I will post my patches post testing once the qemu changes are merged.
Thanks,
Shiva
On Tue, Dec 9, 2014 at 3:21 PM, Shivaprasad bhat
<shivaprasadbhat(a)gmail.com> wrote:
On Mon, Dec 8, 2014 at 9:01 PM, Ján Tomko <jtomko(a)redhat.com>
wrote:
> This has a qemu: prefix, even though the parsing is done in conf:
>
> It would look nicer split into several commits:
> 1) parsing the new controller type (without auto-adding them) + qemuxml2xml
> test of the controllers
> 2) auto-adding the controllers
> 3) adding the 0 domain parameter to many functions (if needed)
>
I added the prefix to mention this is for qemu only. With the
splitting that you are
suggesting, I think I can be more specific.

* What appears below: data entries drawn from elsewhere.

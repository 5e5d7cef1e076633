//! Socket frames

use rust_decimal::Decimal;
use serde::{Deserialize, Serialize};

use super::room::RoomId;
use crate::models::{Notification, Order, OrderItem};
use crate::order::OrderStatus;
use crate::util::format_timestamp;

/// Server → Client event
#[derive(Debug, Clone, PartialEq, Serialize, Deserialize)]
#[serde(tag = "event", content = "data", rename_all = "snake_case")]
pub enum ServerEvent {
    /// Reply to a successful join
    RoomJoined { room: RoomId },
    /// Reply to a leave
    RoomLeft { room: RoomId },
    /// A customer placed an order (shop room)
    NewTransaction(TransactionPush),
    /// The customer's own order was created (user room)
    TransactionUpdate(TransactionPush),
    /// Order status changed (shop and user rooms)
    StatusUpdate(StatusPush),
    /// Durable notification was recorded (user room)
    Notification(Notification),
    /// Command rejected; membership unchanged
    Error { message: String },
}

impl ServerEvent {
    /// Wire name of the event
    pub fn name(&self) -> &'static str {
        match self {
            ServerEvent::RoomJoined { .. } => "room_joined",
            ServerEvent::RoomLeft { .. } => "room_left",
            ServerEvent::NewTransaction(_) => "new_transaction",
            ServerEvent::TransactionUpdate(_) => "transaction_update",
            ServerEvent::StatusUpdate(_) => "status_update",
            ServerEvent::Notification(_) => "notification",
            ServerEvent::Error { .. } => "error",
        }
    }

    pub fn error(message: impl Into<String>) -> Self {
        ServerEvent::Error {
            message: message.into(),
        }
    }
}

/// Client → Server command
#[derive(Debug, Clone, PartialEq, Eq, Serialize, Deserialize)]
#[serde(tag = "event", content = "data", rename_all = "snake_case")]
pub enum ClientCommand {
    JoinShopRoom { shop_id: i64 },
    JoinUserRoom { user_id: i64 },
    LeaveRoom { room: RoomId },
}

/// Order summary pushed on creation
#[derive(Debug, Clone, PartialEq, Serialize, Deserialize)]
pub struct TransactionPush {
    pub transaction_id: i64,
    pub user_id: i64,
    pub shop_id: i64,
    pub service_name: String,
    pub items: Vec<OrderItem>,
    pub status: OrderStatus,
    pub total_amount: Decimal,
    /// `YYYY-MM-DD HH:MM:SS`
    pub created_at: String,
}

impl From<&Order> for TransactionPush {
    fn from(order: &Order) -> Self {
        Self {
            transaction_id: order.id,
            user_id: order.user_id,
            shop_id: order.shop_id,
            service_name: order.service_name.clone(),
            items: order.items.clone(),
            status: order.status,
            total_amount: order.total_amount,
            created_at: format_timestamp(order.created_at),
        }
    }
}

/// Status change pushed to both parties
#[derive(Debug, Clone, PartialEq, Serialize, Deserialize)]
pub struct StatusPush {
    pub transaction_id: i64,
    pub status: OrderStatus,
    pub notes: Option<String>,
    pub total_amount: Decimal,
    #[serde(default, skip_serializing_if = "Option::is_none")]
    pub price_per_kilo: Option<Decimal>,
}

impl From<&Order> for StatusPush {
    fn from(order: &Order) -> Self {
        Self {
            transaction_id: order.id,
            status: order.status,
            notes: order.notes.clone(),
            total_amount: order.total_amount,
            price_per_kilo: order.price_per_kilo,
        }
    }
}

#[cfg(test)]
mod tests {
    use super::*;
    use serde_json::json;

    #[test]
    fn test_join_commands_parse() {
        let cmd: ClientCommand =
            serde_json::from_value(json!({"event": "join_shop_room", "data": {"shop_id": 42}}))
                .unwrap();
        assert_eq!(cmd, ClientCommand::JoinShopRoom { shop_id: 42 });

        let cmd: ClientCommand =
            serde_json::from_value(json!({"event": "leave_room", "data": {"room": "user_7"}}))
                .unwrap();
        assert_eq!(
            cmd,
            ClientCommand::LeaveRoom {
                room: RoomId::User(7)
            }
        );
    }

    #[test]
    fn test_unknown_command_rejected() {
        let result = serde_json::from_value::<ClientCommand>(
            json!({"event": "join_everything", "data": {}}),
        );
        assert!(result.is_err());
    }

    #[test]
    fn test_room_joined_frame() {
        let frame = serde_json::to_value(ServerEvent::RoomJoined {
            room: RoomId::Shop(42),
        })
        .unwrap();
        assert_eq!(frame, json!({"event": "room_joined", "data": {"room": "shop_42"}}));
    }

    #[test]
    fn test_status_update_frame_name_matches_tag() {
        let event = ServerEvent::StatusUpdate(StatusPush {
            transaction_id: 5,
            status: OrderStatus::Completed,
            notes: None,
            total_amount: Decimal::from(110),
            price_per_kilo: None,
        });
        let frame = serde_json::to_value(&event).unwrap();
        assert_eq!(frame["event"], event.name());
        assert_eq!(frame["data"]["status"], "Completed");
        assert_eq!(frame["data"]["total_amount"], 110.0);
    }
}
//! Catalog Models (services, household items, clothing types, kilo prices)

use rust_decimal::Decimal;
use serde::{Deserialize, Serialize};

/// Service offered by a shop (wash & fold, dry clean, ...)
#[derive(Debug, Clone, Serialize, Deserialize)]
#[cfg_attr(feature = "db", derive(sqlx::FromRow))]
pub struct ShopService {
    pub id: i64,
    pub shop_id: i64,
    pub service_name: String,
    pub color: Option<String>,
    pub price: Decimal,
    pub description: Option<String>,
    pub is_active: bool,
}

/// Create service payload
#[derive(Debug, Clone, Serialize, Deserialize)]
pub struct ServiceCreate {
    pub service_name: String,
    pub color: Option<String>,
    #[serde(default)]
    pub price: Decimal,
}

/// Update service payload
#[derive(Debug, Clone, Serialize, Deserialize)]
pub struct ServiceUpdate {
    pub name: String,
    pub price: Decimal,
}

/// Household item priced per piece (curtains, blankets, ...)
#[derive(Debug, Clone, Serialize, Deserialize)]
#[cfg_attr(feature = "db", derive(sqlx::FromRow))]
pub struct HouseholdItem {
    pub id: i64,
    pub shop_id: i64,
    pub item_name: String,
    pub price: Decimal,
}

/// Clothing type priced per piece
#[derive(Debug, Clone, Serialize, Deserialize)]
#[cfg_attr(feature = "db", derive(sqlx::FromRow))]
pub struct ClothingType {
    pub id: i64,
    pub shop_id: i64,
    pub type_name: String,
    pub price: Decimal,
}

/// Create household item / clothing type payload
#[derive(Debug, Clone, Serialize, Deserialize)]
pub struct CatalogEntryCreate {
    pub name: String,
    pub price: Decimal,
}

/// Price-only update payload
#[derive(Debug, Clone, Serialize, Deserialize)]
pub struct PriceUpdate {
    pub price: Decimal,
}

/// Per-kilo price for a weight bracket
#[derive(Debug, Clone, Serialize, Deserialize)]
#[cfg_attr(feature = "db", derive(sqlx::FromRow))]
pub struct KiloPrice {
    pub id: i64,
    pub shop_id: i64,
    pub min_kilo: Decimal,
    pub max_kilo: Decimal,
    pub price_per_kilo: Decimal,
}

/// Create kilo price payload
#[derive(Debug, Clone, Serialize, Deserialize)]
pub struct KiloPriceCreate {
    pub min_kilo: Decimal,
    pub max_kilo: Decimal,
    pub price_per_kilo: Decimal,
}

/// Identifies a kilo price bracket for deletion
#[derive(Debug, Clone, Serialize, Deserialize)]
pub struct KiloRange {
    pub min_kilo: Decimal,
    pub max_kilo: Decimal,
}

impl KiloRange {
    pub fn new(min_kilo: Decimal, max_kilo: Decimal) -> Self {
        Self { min_kilo, max_kilo }
    }

    /// Closed-interval overlap: `[1, 5]` and `[5, 8]` share the 5 kg boundary.
    pub fn overlaps(&self, other: &KiloRange) -> bool {
        self.min_kilo <= other.max_kilo && other.min_kilo <= self.max_kilo
    }
}

impl From<&KiloPrice> for KiloRange {
    fn from(price: &KiloPrice) -> Self {
        Self::new(price.min_kilo, price.max_kilo)
    }
}

#[cfg(test)]
mod tests {
    use super::*;

    fn range(min: &str, max: &str) -> KiloRange {
        KiloRange::new(min.parse().unwrap(), max.parse().unwrap())
    }

    #[test]
    fn test_disjoint_ranges_do_not_overlap() {
        assert!(!range("1", "3").overlaps(&range("3.5", "6")));
        assert!(!range("7", "10").overlaps(&range("1", "6.5")));
    }

    #[test]
    fn test_shared_boundary_overlaps() {
        assert!(range("1", "5").overlaps(&range("5", "8")));
    }

    #[test]
    fn test_containment_overlaps_both_ways() {
        let outer = range("1", "10");
        let inner = range("3", "4");
        assert!(outer.overlaps(&inner));
        assert!(inner.overlaps(&outer));
    }

    #[test]
    fn test_partial_overlap() {
        assert!(range("1", "5").overlaps(&range("4", "9")));
    }
}
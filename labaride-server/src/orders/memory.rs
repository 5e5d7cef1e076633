//! In-memory `OrderStore` for lifecycle tests

use std::collections::HashMap;
use std::sync::Mutex;

use async_trait::async_trait;
use shared::models::{Notification, NotificationCreate, Order, Shop, User};
use shared::order::OrderStatus;
use shared::util::now_millis;

use super::store::{NewOrder, OrderStore, StatusChange, TransitionOutcome};
use crate::db::retry::StoreError;

#[derive(Default)]
struct State {
    users: HashMap<i64, User>,
    shops: HashMap<i64, Shop>,
    orders: HashMap<i64, Order>,
    notifications: Vec<Notification>,
    next_order_id: i64,
    /// Status a concurrent writer sets right before the next CAS
    interference: Option<(i64, OrderStatus)>,
    fail_notifications: bool,
}

#[derive(Default)]
pub struct MemoryOrderStore {
    state: Mutex<State>,
}

impl MemoryOrderStore {
    pub fn new() -> Self {
        Self::default()
    }

    pub fn add_user(&self, id: i64, name: &str) -> User {
        let user = User {
            id,
            name: name.to_string(),
            email: format!("{}@example.com", name.to_lowercase()),
            phone: Some("09171234567".to_string()),
            birthdate: None,
            gender: None,
            zone: None,
            street: None,
            barangay: None,
            building: None,
            is_shop_owner: false,
            created_at: now_millis(),
        };
        self.state.lock().unwrap().users.insert(id, user.clone());
        user
    }

    pub fn add_shop(&self, id: i64, owner_id: i64, name: &str) -> Shop {
        let shop = Shop {
            id,
            user_id: owner_id,
            shop_name: name.to_string(),
            contact_number: "09179876543".to_string(),
            zone: "Zone 2".to_string(),
            street: "Mabini St".to_string(),
            barangay: "Poblacion".to_string(),
            building: None,
            opening_time: "08:00".to_string(),
            closing_time: "20:00".to_string(),
            created_at: now_millis(),
        };
        let mut state = self.state.lock().unwrap();
        if let Some(owner) = state.users.get_mut(&owner_id) {
            owner.is_shop_owner = true;
        }
        state.shops.insert(id, shop.clone());
        shop
    }

    pub fn order(&self, id: i64) -> Option<Order> {
        self.state.lock().unwrap().orders.get(&id).cloned()
    }

    /// Put an order straight into `status`, bypassing the state machine
    pub fn set_status(&self, order_id: i64, status: OrderStatus) {
        if let Some(order) = self.state.lock().unwrap().orders.get_mut(&order_id) {
            order.status = status;
        }
    }

    pub fn notifications(&self) -> Vec<Notification> {
        self.state.lock().unwrap().notifications.clone()
    }

    /// Simulate another request moving `order_id` to `status` between our read and our write
    pub fn interfere_before_next_transition(&self, order_id: i64, status: OrderStatus) {
        self.state.lock().unwrap().interference = Some((order_id, status));
    }

    pub fn fail_notification_writes(&self) {
        self.state.lock().unwrap().fail_notifications = true;
    }
}

#[async_trait]
impl OrderStore for MemoryOrderStore {
    async fn find_user(&self, user_id: i64) -> Result<Option<User>, StoreError> {
        Ok(self.state.lock().unwrap().users.get(&user_id).cloned())
    }

    async fn find_shop(&self, shop_id: i64) -> Result<Option<Shop>, StoreError> {
        Ok(self.state.lock().unwrap().shops.get(&shop_id).cloned())
    }

    async fn find_order(&self, order_id: i64) -> Result<Option<Order>, StoreError> {
        Ok(self.order(order_id))
    }

    async fn insert_order(&self, new: &NewOrder) -> Result<Order, StoreError> {
        let mut state = self.state.lock().unwrap();
        state.next_order_id += 1;
        let now = now_millis();
        let order = Order {
            id: state.next_order_id,
            user_id: new.user_id,
            shop_id: new.shop_id,
            user_name: new.user_name.clone(),
            user_email: new.user_email.clone(),
            user_phone: new.user_phone.clone(),
            service_name: new.service_name.clone(),
            items: new.items.clone(),
            kilo_amount: new.kilo_amount,
            subtotal: new.subtotal,
            delivery_fee: new.delivery_fee,
            voucher_discount: new.voucher_discount,
            total_amount: new.total_amount,
            price_per_kilo: None,
            delivery_type: new.delivery_type.clone(),
            zone: new.zone.clone(),
            street: new.street.clone(),
            barangay: new.barangay.clone(),
            building: new.building.clone(),
            scheduled_date: new.scheduled_date.clone(),
            scheduled_time: new.scheduled_time.clone(),
            payment_method: new.payment_method.clone(),
            notes: new.notes.clone(),
            status: OrderStatus::Pending,
            created_at: now,
            updated_at: now,
        };
        state.orders.insert(order.id, order.clone());
        Ok(order)
    }

    async fn transition(
        &self,
        order_id: i64,
        expected: OrderStatus,
        change: &StatusChange,
    ) -> Result<TransitionOutcome, StoreError> {
        let mut state = self.state.lock().unwrap();
        if let Some((id, status)) = state.interference.take() {
            if let Some(order) = state.orders.get_mut(&id) {
                order.status = status;
            }
        }

        let Some(order) = state.orders.get_mut(&order_id) else {
            return Ok(TransitionOutcome::Stale);
        };
        if order.status != expected {
            return Ok(TransitionOutcome::Stale);
        }
        order.status = change.status;
        if let Some(price) = change.price_per_kilo {
            order.price_per_kilo = Some(price);
        }
        if let Some(notes) = &change.notes {
            order.notes = Some(notes.clone());
        }
        order.updated_at = now_millis();
        Ok(TransitionOutcome::Applied(order.clone()))
    }

    async fn insert_notification(
        &self,
        create: &NotificationCreate,
    ) -> Result<Notification, StoreError> {
        let mut state = self.state.lock().unwrap();
        if state.fail_notifications {
            return Err(StoreError::Timeout);
        }
        let notification = Notification {
            id: state.notifications.len() as i64 + 1,
            user_id: create.user_id,
            message: create.message.clone(),
            from_name: create.from_name.clone(),
            is_read: false,
            created_at: now_millis(),
        };
        state.notifications.push(notification.clone());
        Ok(notification)
    }
}
//! User Model

use serde::{Deserialize, Serialize};

/// User profile (never carries the password hash)
#[derive(Debug, Clone, Serialize, Deserialize)]
#[cfg_attr(feature = "db", derive(sqlx::FromRow))]
pub struct User {
    pub id: i64,
    pub name: String,
    pub email: String,
    pub phone: Option<String>,
    /// `YYYY-MM-DD`
    pub birthdate: Option<String>,
    pub gender: Option<String>,
    pub zone: Option<String>,
    pub street: Option<String>,
    pub barangay: Option<String>,
    pub building: Option<String>,
    pub is_shop_owner: bool,
    pub created_at: i64,
}

/// Signup payload
#[derive(Debug, Clone, Serialize, Deserialize)]
pub struct SignupRequest {
    pub name: Option<String>,
    pub email: Option<String>,
    pub password: Option<String>,
    pub phone: Option<String>,
    pub zone: Option<String>,
    pub street: Option<String>,
    pub barangay: Option<String>,
    pub building: Option<String>,
    pub gender: Option<String>,
}

/// Login payload
#[derive(Debug, Clone, Serialize, Deserialize)]
pub struct LoginRequest {
    pub email: String,
    pub password: String,
}

/// Partial profile update; omitted name/email keep their stored values
#[derive(Debug, Clone, Default, Serialize, Deserialize)]
pub struct UserUpdate {
    pub name: Option<String>,
    pub email: Option<String>,
    pub phone: Option<String>,
    /// `YYYY-MM-DD` or an ISO datetime whose date part is used
    pub birthdate: Option<String>,
    pub gender: Option<String>,
    pub zone: Option<String>,
    pub street: Option<String>,
    pub barangay: Option<String>,
    pub building: Option<String>,
}

/// Password change payload
#[derive(Debug, Clone, Serialize, Deserialize)]
pub struct PasswordUpdate {
    pub current_password: String,
    pub new_password: String,
}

> On 11/17/2014 11:04 AM, Shivaprasad G Bhat wrote:
>> This patch will get the iommu group for host devices by XML configuration
>> of the vfio host bridge controller or from the sysfs.
>>
>> On pseries, the iommu group can be shared by multiple host devices and
>> they would share the same spapr-vfio-host-bus controller. A new
>> controller is added for every new iommu group. Every spapr-vfio-host-bridge
>> in the cli creates a new pci domain in the guest. For Example,
>> -device spapr-pci-vfio-host-bridge,iommu=1,id=SOMEDOMAIN,index=1
>> The "SOMEDOMAIN" is the id for new pci domain inside guest.
>>
>> spapr-pci-vfio-host-bridge is actually a PCI host bridge with VFIO support.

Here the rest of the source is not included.